Over the past four years, we've seen a variety of undersized play makers make an impact. You could argue that every position had an undersized player start or impact the game. To an extent, FCS football requires you to take under recruited players and make them valuable. In the Patriot League that didn't have scholarships until 2011, he was asked to put a top 25 team on the field each week with a hugely undersized line, and players that weren't recruited on scholarship (first team all-American linebacker Stephen Hodge was a walk on wide receiver).

He doesn't put much stock into a player's size if he can be effective. He has had years where he used the same three wide receivers almost exclusively. The personnel was identical on the vast majority of plays that season. Two years ago they utilized double tight end sets (Dan Light, with the Broncos practice squad, and 6'8" Phazahn Odom) to get the most talent on the field near the endzone.

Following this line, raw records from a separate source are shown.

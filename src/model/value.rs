//! Spreadsheet cell values.

use calamine::Data;
use chrono::{NaiveDate, NaiveDateTime};
use serde::{Deserialize, Serialize};
use unicode_normalization::UnicodeNormalization;

/// Display format for dates in the report (e.g. `04/Nov/2024`).
pub const DATE_DISPLAY_FORMAT: &str = "%d/%b/%Y";

/// Text layouts accepted as dates when a date column holds strings.
const DATE_TIME_INPUT_FORMATS: &[&str] = &["%Y-%m-%d %H:%M:%S", "%Y-%m-%dT%H:%M:%S"];
const DATE_INPUT_FORMATS: &[&str] = &["%Y-%m-%d", "%d/%m/%Y", "%d-%b-%Y"];

/// A non-empty value read from a workbook cell.
#[derive(Debug, Clone, PartialEq, Serialize, Deserialize)]
#[serde(tag = "type", content = "value", rename_all = "lowercase")]
pub enum CellValue {
    /// Free text (trimmed, NFC-normalized)
    Text(String),
    /// Numeric value
    Number(f64),
    /// Date or date-time value
    Date(NaiveDateTime),
}

impl CellValue {
    /// Create a text value, returning `None` for blank strings.
    pub fn text(s: &str) -> Option<Self> {
        let normalized: String = s.trim().nfc().collect();
        if normalized.is_empty() {
            None
        } else {
            Some(CellValue::Text(normalized))
        }
    }

    /// Convert a calamine cell. Empty, NaN and error cells become `None`.
    pub fn from_data(data: &Data) -> Option<Self> {
        match data {
            Data::Empty => None,
            Data::String(s) => Self::text(s),
            Data::Float(f) if f.is_nan() => None,
            Data::Float(f) => Some(CellValue::Number(*f)),
            Data::Int(i) => Some(CellValue::Number(*i as f64)),
            Data::Bool(b) => Some(CellValue::Text(if *b { "TRUE" } else { "FALSE" }.to_string())),
            Data::DateTime(dt) => match dt.as_datetime() {
                Some(value) => Some(CellValue::Date(value)),
                None => Some(CellValue::Number(dt.as_f64())),
            },
            Data::DateTimeIso(s) => parse_date_text(s)
                .map(CellValue::Date)
                .or_else(|| Self::text(s)),
            Data::DurationIso(s) => Self::text(s),
            Data::Error(e) => {
                log::debug!("Ignoring cell error value: {e:?}");
                None
            }
        }
    }

    /// Reinterpret text as a date when it matches a known layout.
    ///
    /// Anything that does not parse is kept as-is so the report still shows
    /// the source text.
    pub fn into_date_lenient(self) -> Self {
        match self {
            CellValue::Text(ref s) => match parse_date_text(s) {
                Some(date) => CellValue::Date(date),
                None => {
                    log::debug!("Keeping unparseable date text {s:?}");
                    self
                }
            },
            other => other,
        }
    }

    /// Text shown in the report for this value.
    pub fn display(&self) -> String {
        match self {
            CellValue::Text(s) => s.clone(),
            CellValue::Number(n) => format_number(*n),
            CellValue::Date(d) => d.format(DATE_DISPLAY_FORMAT).to_string(),
        }
    }

    /// Normalized key for joining records with the image lookup sheet.
    pub fn lookup_key(&self) -> String {
        self.display().trim().to_uppercase()
    }

    /// Character count of the displayed value.
    pub fn char_len(&self) -> usize {
        match self {
            CellValue::Text(s) => s.chars().count(),
            other => other.display().chars().count(),
        }
    }

    /// Check if this is a date value.
    pub fn is_date(&self) -> bool {
        matches!(self, CellValue::Date(_))
    }
}

impl std::fmt::Display for CellValue {
    fn fmt(&self, f: &mut std::fmt::Formatter<'_>) -> std::fmt::Result {
        f.write_str(&self.display())
    }
}

/// Format a number, dropping the fractional part of integral values.
fn format_number(n: f64) -> String {
    if n.fract() == 0.0 && n.abs() < 1e15 {
        format!("{}", n as i64)
    } else {
        format!("{}", n)
    }
}

fn parse_date_text(s: &str) -> Option<NaiveDateTime> {
    let s = s.trim();
    for fmt in DATE_TIME_INPUT_FORMATS {
        if let Ok(dt) = NaiveDateTime::parse_from_str(s, fmt) {
            return Some(dt);
        }
    }
    for fmt in DATE_INPUT_FORMATS {
        if let Ok(d) = NaiveDate::parse_from_str(s, fmt) {
            return d.and_hms_opt(0, 0, 0);
        }
    }
    None
}

#[cfg(test)]
mod tests {
    use super::*;

    #[test]
    fn test_blank_text_is_none() {
        assert_eq!(CellValue::text("   "), None);
        assert_eq!(CellValue::from_data(&Data::Empty), None);
        assert_eq!(CellValue::from_data(&Data::Float(f64::NAN)), None);
    }

    #[test]
    fn test_integral_numbers_display_without_fraction() {
        assert_eq!(CellValue::Number(12345.0).display(), "12345");
        assert_eq!(CellValue::Number(1.5).display(), "1.5");
        assert_eq!(
            CellValue::from_data(&Data::Int(7)).unwrap().display(),
            "7"
        );
    }

    #[test]
    fn test_date_text_is_reformatted() {
        let value = CellValue::text("2024-11-04 00:00:00")
            .unwrap()
            .into_date_lenient();
        assert!(value.is_date());
        assert_eq!(value.display(), "04/Nov/2024");
    }

    #[test]
    fn test_malformed_date_is_kept() {
        let value = CellValue::text("sometime in 2024")
            .unwrap()
            .into_date_lenient();
        assert_eq!(value, CellValue::Text("sometime in 2024".to_string()));
    }

    #[test]
    fn test_lookup_key_normalizes() {
        let a = CellValue::text(" us2024001a1 ").unwrap();
        let b = CellValue::Text("US2024001A1".to_string());
        assert_eq!(a.lookup_key(), b.lookup_key());
        assert_eq!(CellValue::Number(98765.0).lookup_key(), "98765");
    }

    #[test]
    fn test_char_len_counts_chars() {
        let value = CellValue::Text("é".repeat(10));
        assert_eq!(value.char_len(), 10);
    }
}
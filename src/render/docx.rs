//! WordprocessingML package writer.

use super::xml::XmlPart;
use super::DocxOptions;
use crate::error::{Error, Result};
use crate::layout::{emu_from_inches, twips_from_inches};
use crate::model::{
    Alignment, Block, HeightRule, InlineContent, LinkTarget, Metadata, Paragraph, ParagraphStyle,
    ReportDocument, Resource, Table, TableCell, TableRow, TextRun, TextStyle, VerticalAlignment,
};
use std::collections::{BTreeMap, HashMap};
use std::io::{Cursor, Write};
use std::path::Path;
use zip::write::SimpleFileOptions;
use zip::{CompressionMethod, ZipWriter};

pub(crate) const NS_W: &str = "http://schemas.openxmlformats.org/wordprocessingml/2006/main";
pub(crate) const NS_R: &str =
    "http://schemas.openxmlformats.org/officeDocument/2006/relationships";
const NS_WP: &str = "http://schemas.openxmlformats.org/drawingml/2006/wordprocessingDrawing";
const NS_A: &str = "http://schemas.openxmlformats.org/drawingml/2006/main";
const NS_PIC: &str = "http://schemas.openxmlformats.org/drawingml/2006/picture";
pub(crate) const NS_PACKAGE_RELS: &str =
    "http://schemas.openxmlformats.org/package/2006/relationships";
pub(crate) const NS_CONTENT_TYPES: &str =
    "http://schemas.openxmlformats.org/package/2006/content-types";
const NS_CORE: &str = "http://schemas.openxmlformats.org/package/2006/metadata/core-properties";

const REL_HYPERLINK: &str =
    "http://schemas.openxmlformats.org/officeDocument/2006/relationships/hyperlink";
const REL_IMAGE: &str =
    "http://schemas.openxmlformats.org/officeDocument/2006/relationships/image";
const REL_STYLES: &str =
    "http://schemas.openxmlformats.org/officeDocument/2006/relationships/styles";
const REL_OFFICE_DOCUMENT: &str =
    "http://schemas.openxmlformats.org/officeDocument/2006/relationships/officeDocument";
const REL_CORE_PROPERTIES: &str =
    "http://schemas.openxmlformats.org/package/2006/relationships/metadata/core-properties";

const CT_DOCUMENT: &str =
    "application/vnd.openxmlformats-officedocument.wordprocessingml.document.main+xml";
const CT_STYLES: &str = "application/vnd.openxmlformats-officedocument.wordprocessingml.styles+xml";
const CT_CORE: &str = "application/vnd.openxmlformats-package.core-properties+xml";
const CT_RELS: &str = "application/vnd.openxmlformats-package.relationships+xml";

pub(crate) const CONTENT_TYPES_PART: &str = "[Content_Types].xml";
pub(crate) const DOCUMENT_PART: &str = "word/document.xml";
pub(crate) const DOCUMENT_RELS_PART: &str = "word/_rels/document.xml.rels";

/// Write a document to a new DOCX package.
pub fn to_docx(doc: &ReportDocument, options: &DocxOptions) -> Result<Vec<u8>> {
    DocxRenderer::new(options.clone()).render(doc)
}

/// Write a document to a DOCX file. The package is built in memory first,
/// so a failed render leaves no partial file behind.
pub fn write_docx<P: AsRef<Path>>(doc: &ReportDocument, options: &DocxOptions, path: P) -> Result<()> {
    let data = to_docx(doc, options)?;
    std::fs::write(path, data)?;
    Ok(())
}

/// A package relationship.
#[derive(Debug, Clone, PartialEq, Eq)]
pub struct Relationship {
    /// Relationship id, e.g. `rId3`
    pub id: String,
    /// Relationship type URI
    pub rel_type: &'static str,
    /// Target part or URL
    pub target: String,
    /// Target is outside the package
    pub external: bool,
}

impl Relationship {
    /// Write as a `Relationship` element.
    pub(crate) fn write_xml(&self, xml: &mut XmlPart) -> Result<()> {
        let mut attributes = vec![
            ("Id", self.id.as_str()),
            ("Type", self.rel_type),
            ("Target", self.target.as_str()),
        ];
        if self.external {
            attributes.push(("TargetMode", "External"));
        }
        xml.empty("Relationship", &attributes)
    }
}

/// A media file stored under `word/media/`.
#[derive(Debug, Clone)]
pub struct MediaPart {
    /// File name inside the media folder
    pub name: String,
    /// MIME type
    pub content_type: String,
    /// File content
    pub data: Vec<u8>,
}

impl MediaPart {
    /// Full part name inside the package.
    pub fn part_name(&self) -> String {
        format!("word/media/{}", self.name)
    }

    /// File extension.
    pub fn extension(&self) -> &str {
        self.name.rsplit('.').next().unwrap_or("bin")
    }
}

/// Body XML plus the parts it refers to.
#[derive(Debug, Clone, Default)]
pub struct RenderedBody {
    /// Children of `w:body`, without a section properties element
    pub xml: String,
    /// Hyperlink and image relationships of the body
    pub relationships: Vec<Relationship>,
    /// Images referenced by the body
    pub media: Vec<MediaPart>,
}

/// DOCX renderer.
pub struct DocxRenderer {
    options: DocxOptions,
}

impl DocxRenderer {
    /// Create a new DOCX renderer.
    pub fn new(options: DocxOptions) -> Self {
        Self { options }
    }

    /// Render a complete package.
    pub fn render(&self, doc: &ReportDocument) -> Result<Vec<u8>> {
        // rId1 is the styles part.
        let body = self.render_body(doc, 2)?;

        let styles = Relationship {
            id: format!("{}1", self.options.rel_prefix),
            rel_type: REL_STYLES,
            target: "styles.xml".to_string(),
            external: false,
        };
        let mut rels = vec![styles];
        rels.extend(body.relationships.iter().cloned());

        let mut parts: Vec<(String, Vec<u8>)> = vec![
            (
                CONTENT_TYPES_PART.to_string(),
                content_types_xml(&body.media)?.into_bytes(),
            ),
            ("_rels/.rels".to_string(), package_rels_xml()?.into_bytes()),
            (
                DOCUMENT_PART.to_string(),
                self.document_xml(&body.xml)?.into_bytes(),
            ),
            (
                DOCUMENT_RELS_PART.to_string(),
                relationships_xml(&rels)?.into_bytes(),
            ),
            ("word/styles.xml".to_string(), self.styles_xml()?.into_bytes()),
            (
                "docProps/core.xml".to_string(),
                core_properties_xml(&doc.metadata)?.into_bytes(),
            ),
        ];
        parts.extend(body.media.into_iter().map(|m| (m.part_name(), m.data)));

        write_package(&parts)
    }

    /// Render only the body content, numbering relationships from
    /// `first_rel`.
    pub fn render_body(&self, doc: &ReportDocument, first_rel: u32) -> Result<RenderedBody> {
        let mut writer = BodyWriter::new(doc, &self.options, first_rel);
        for block in &doc.blocks {
            writer.write_block(block)?;
        }
        writer.finish()
    }

    fn document_xml(&self, body: &str) -> Result<String> {
        let page = &self.options.page;
        let width = twips_from_inches(self.options.page_width).to_string();
        let height = twips_from_inches(page.height).to_string();
        let top = twips_from_inches(page.margin_top).to_string();
        let right = twips_from_inches(self.options.margin_right).to_string();
        let bottom = twips_from_inches(page.margin_bottom).to_string();
        let left = twips_from_inches(self.options.margin_left).to_string();

        let mut xml = XmlPart::document()?;
        xml.start(
            "w:document",
            &[
                ("xmlns:w", NS_W),
                ("xmlns:r", NS_R),
                ("xmlns:wp", NS_WP),
                ("xmlns:a", NS_A),
                ("xmlns:pic", NS_PIC),
            ],
        )?;
        xml.start("w:body", &[])?;
        xml.fragment_xml(body);
        xml.start("w:sectPr", &[])?;
        xml.empty("w:pgSz", &[("w:w", width.as_str()), ("w:h", height.as_str())])?;
        xml.empty(
            "w:pgMar",
            &[
                ("w:top", top.as_str()),
                ("w:right", right.as_str()),
                ("w:bottom", bottom.as_str()),
                ("w:left", left.as_str()),
                ("w:header", "720"),
                ("w:footer", "720"),
                ("w:gutter", "0"),
            ],
        )?;
        xml.end("w:sectPr")?;
        xml.end("w:body")?;
        xml.end("w:document")?;
        xml.finish()
    }

    fn styles_xml(&self) -> Result<String> {
        let font = self.options.font_name.as_str();
        let mut xml = XmlPart::document()?;
        xml.start("w:styles", &[("xmlns:w", NS_W)])?;

        xml.start("w:docDefaults", &[])?;
        xml.start("w:rPrDefault", &[])?;
        xml.start("w:rPr", &[])?;
        xml.empty(
            "w:rFonts",
            &[("w:ascii", font), ("w:hAnsi", font), ("w:cs", font)],
        )?;
        let size = half_points(self.options.font_size);
        xml.val("w:sz", size)?;
        xml.val("w:szCs", size)?;
        xml.val("w:lang", "en-US")?;
        xml.end("w:rPr")?;
        xml.end("w:rPrDefault")?;
        xml.start("w:pPrDefault", &[])?;
        xml.start("w:pPr", &[])?;
        xml.empty(
            "w:spacing",
            &[("w:after", "0"), ("w:line", "240"), ("w:lineRule", "auto")],
        )?;
        xml.end("w:pPr")?;
        xml.end("w:pPrDefault")?;
        xml.end("w:docDefaults")?;

        xml.start(
            "w:style",
            &[("w:type", "paragraph"), ("w:default", "1"), ("w:styleId", "Normal")],
        )?;
        xml.val("w:name", "Normal")?;
        xml.empty("w:qFormat", &[])?;
        xml.end("w:style")?;

        xml.start("w:style", &[("w:type", "character"), ("w:styleId", "Hyperlink")])?;
        xml.val("w:name", "Hyperlink")?;
        xml.start("w:rPr", &[])?;
        xml.val("w:color", "0563C1")?;
        xml.val("w:u", "single")?;
        xml.end("w:rPr")?;
        xml.end("w:style")?;

        xml.start(
            "w:style",
            &[("w:type", "table"), ("w:default", "1"), ("w:styleId", "TableNormal")],
        )?;
        xml.val("w:name", "Normal Table")?;
        xml.start("w:tblPr", &[])?;
        xml.empty("w:tblInd", &[("w:w", "0"), ("w:type", "dxa")])?;
        xml.start("w:tblCellMar", &[])?;
        for (side, width) in [("w:top", "0"), ("w:left", "108"), ("w:bottom", "0"), ("w:right", "108")] {
            xml.empty(side, &[("w:w", width), ("w:type", "dxa")])?;
        }
        xml.end("w:tblCellMar")?;
        xml.end("w:tblPr")?;
        xml.end("w:style")?;

        xml.start("w:style", &[("w:type", "table"), ("w:styleId", "TableGrid")])?;
        xml.val("w:name", "Table Grid")?;
        xml.val("w:basedOn", "TableNormal")?;
        xml.start("w:tblPr", &[])?;
        write_table_borders(&mut xml)?;
        xml.end("w:tblPr")?;
        xml.end("w:style")?;

        xml.end("w:styles")?;
        xml.finish()
    }
}

fn write_table_borders(xml: &mut XmlPart) -> Result<()> {
    xml.start("w:tblBorders", &[])?;
    for side in ["w:top", "w:left", "w:bottom", "w:right", "w:insideH", "w:insideV"] {
        xml.empty(
            side,
            &[
                ("w:val", "single"),
                ("w:sz", "4"),
                ("w:space", "0"),
                ("w:color", "000000"),
            ],
        )?;
    }
    xml.end("w:tblBorders")
}

/// Streams blocks into body XML and collects the relationships they need.
struct BodyWriter<'a> {
    doc: &'a ReportDocument,
    options: &'a DocxOptions,
    out: XmlPart,
    relationships: Vec<Relationship>,
    media: Vec<MediaPart>,
    hyperlinks: HashMap<String, String>,
    images: HashMap<String, String>,
    next_rel: u32,
    next_drawing: u32,
}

However he can best exploit a defense is the way he'll operate.

Anything else that would be useful for Penn State fans to know about Moorhead?

Fordham is in the Patriot League, which does not allow developmental redshirting. Fordham perennially played with a smaller line than other conferences in FCS. Penn State's line play has been much maligned, but Fordham has struggled to protect the quarterback every year since Joe arrived, in large part because they played with young scholarship guys who weren't allowed to redshirt, or older pre-scholarship era players. It's harder to find a great FCS offensive lineman, than a great FCS pass rusher. He will make the line look better early in his tenure.